As a key member of the Association of Southeast Asian Nations, a major player on the world stage and a main emerging market economy, Indonesia keeping sound economic and trade cooperation with China is conducive to maintaining regional stability and promoting the common development of China and ASEAN.
ASEAN has maintained its position as China's largest trading partner for four consecutive years. But bilateral economic and trade cooperation is mainly land-based, and the two sides need to further promote their maritime cooperation.
Some estimates say that if China and ASEAN can invest $2 trillion to $3.7 trillion in areas related to the blue economy from 2020 to 2050, they can bring in net benefits of $8.2 trillion to $22.8 trillion.

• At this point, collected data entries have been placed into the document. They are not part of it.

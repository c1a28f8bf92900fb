use std::path::PathBuf;

use anyhow::Result;
use clap::Parser;
use llmlink_broker::BrokerConfig;
use llmlink_protocol::{DiscoveryFile, paths};
use llmlink_server::{Daemon, DaemonOptions};

#[derive(Parser, Debug)]
#[command(author, version, about = "llmlink broker daemon")]
struct Args {
    /// Path to the broker config document.
    #[arg(long)]
    config: Option<PathBuf>,

    /// IPC listener port (0 picks a free port). Overrides the config.
    #[arg(long)]
    ipc_port: Option<u16>,

    /// HTTP API port. Overrides the config.
    #[arg(long)]
    api_port: Option<u16>,

    /// Where to publish the IPC port.
    #[arg(long)]
    discovery_file: Option<PathBuf>,
}

#[tokio::main]
async fn main() -> Result<()> {
    let args = Args::parse();
    let config_path = args.config.unwrap_or_else(paths::config_path);
    init_tracing(&config_path);

    let mut options = DaemonOptions::new(&config_path);
    options.ipc_port = args.ipc_port;
    options.api_port = args.api_port;
    if let Some(path) = args.discovery_file {
        options.discovery = DiscoveryFile::new(path);
    }

    let daemon = Daemon::start(options).await?;

    tokio::select! {
        _ = tokio::signal::ctrl_c() => {
            tracing::info!("received SIGINT, shutting down");
        }
        _ = daemon.stopped() => {}
    }

    daemon.shutdown().await;
    Ok(())
}

/// `RUST_LOG` wins; otherwise the config document's `log_level`. Config
/// warnings from this early read go nowhere; startup logs them again.
fn init_tracing(config_path: &std::path::Path) {
    let level = std::fs::read_to_string(config_path)
        .map(|text| BrokerConfig::parse(&text).config.log_level)
        .unwrap_or_else(|_| "info".to_string());
    tracing_subscriber::fmt()
        .with_env_filter(
            tracing_subscriber::EnvFilter::try_from_default_env()
                .unwrap_or_else(|_| default_directives(&level).into()),
        )
        .init();
}

fn default_directives(level: &str) -> String {
    ["llmlinkd", "llmlink_server", "llmlink_broker", "llmlink_ipc", "llmlink_protocol"]
        .iter()
        .map(|target| format!("{target}={level}"))
        .collect::<Vec<_>>()
        .join(",")
}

Promoting the cooperative development of renewable energy resources should be one of the key areas of the blue economic cooperation between the two sides. In 2021, renewable energy accounted for 14.4 percent of the total energy supply of ASEAN countries, which is still far behind the goal of making it 35 percent by 2025. As one of the major investors in ASEAN's energy industry, China should provide more support for ASEAN in the energy sector.
China and ASEAN should further strengthen their port and logistics cooperation, strengthen the joint development of maritime routes, form a regional port alliance with enterprises as the main body, and promote digital transformation of ports and the mutual recognition of standards.
In view of the common marine ecological and environmental issues faced by the region, the two sides should strengthen collaboration in the green transformation of regional marine industries, jointly formulate energy consumption standards for marine industries, work together to build a marine science and technology innovation consortium, and explore the establishment of a China-ASEAN marine carbon credit trading market.
Hainan island should make full use of what it has to play an important role in China-ASEAN blue economic integration. On the one hand, Hainan should become a major channel for the two-way flow of sea-related goods and factors between China and ASEAN. On the other hand, it should become a distribution hub to promote the optimal allocation of sea-related elements between China and ASEAN, as well as a large platform for the transfer, transaction and allocation of high-quality sea-related elements between the two sides.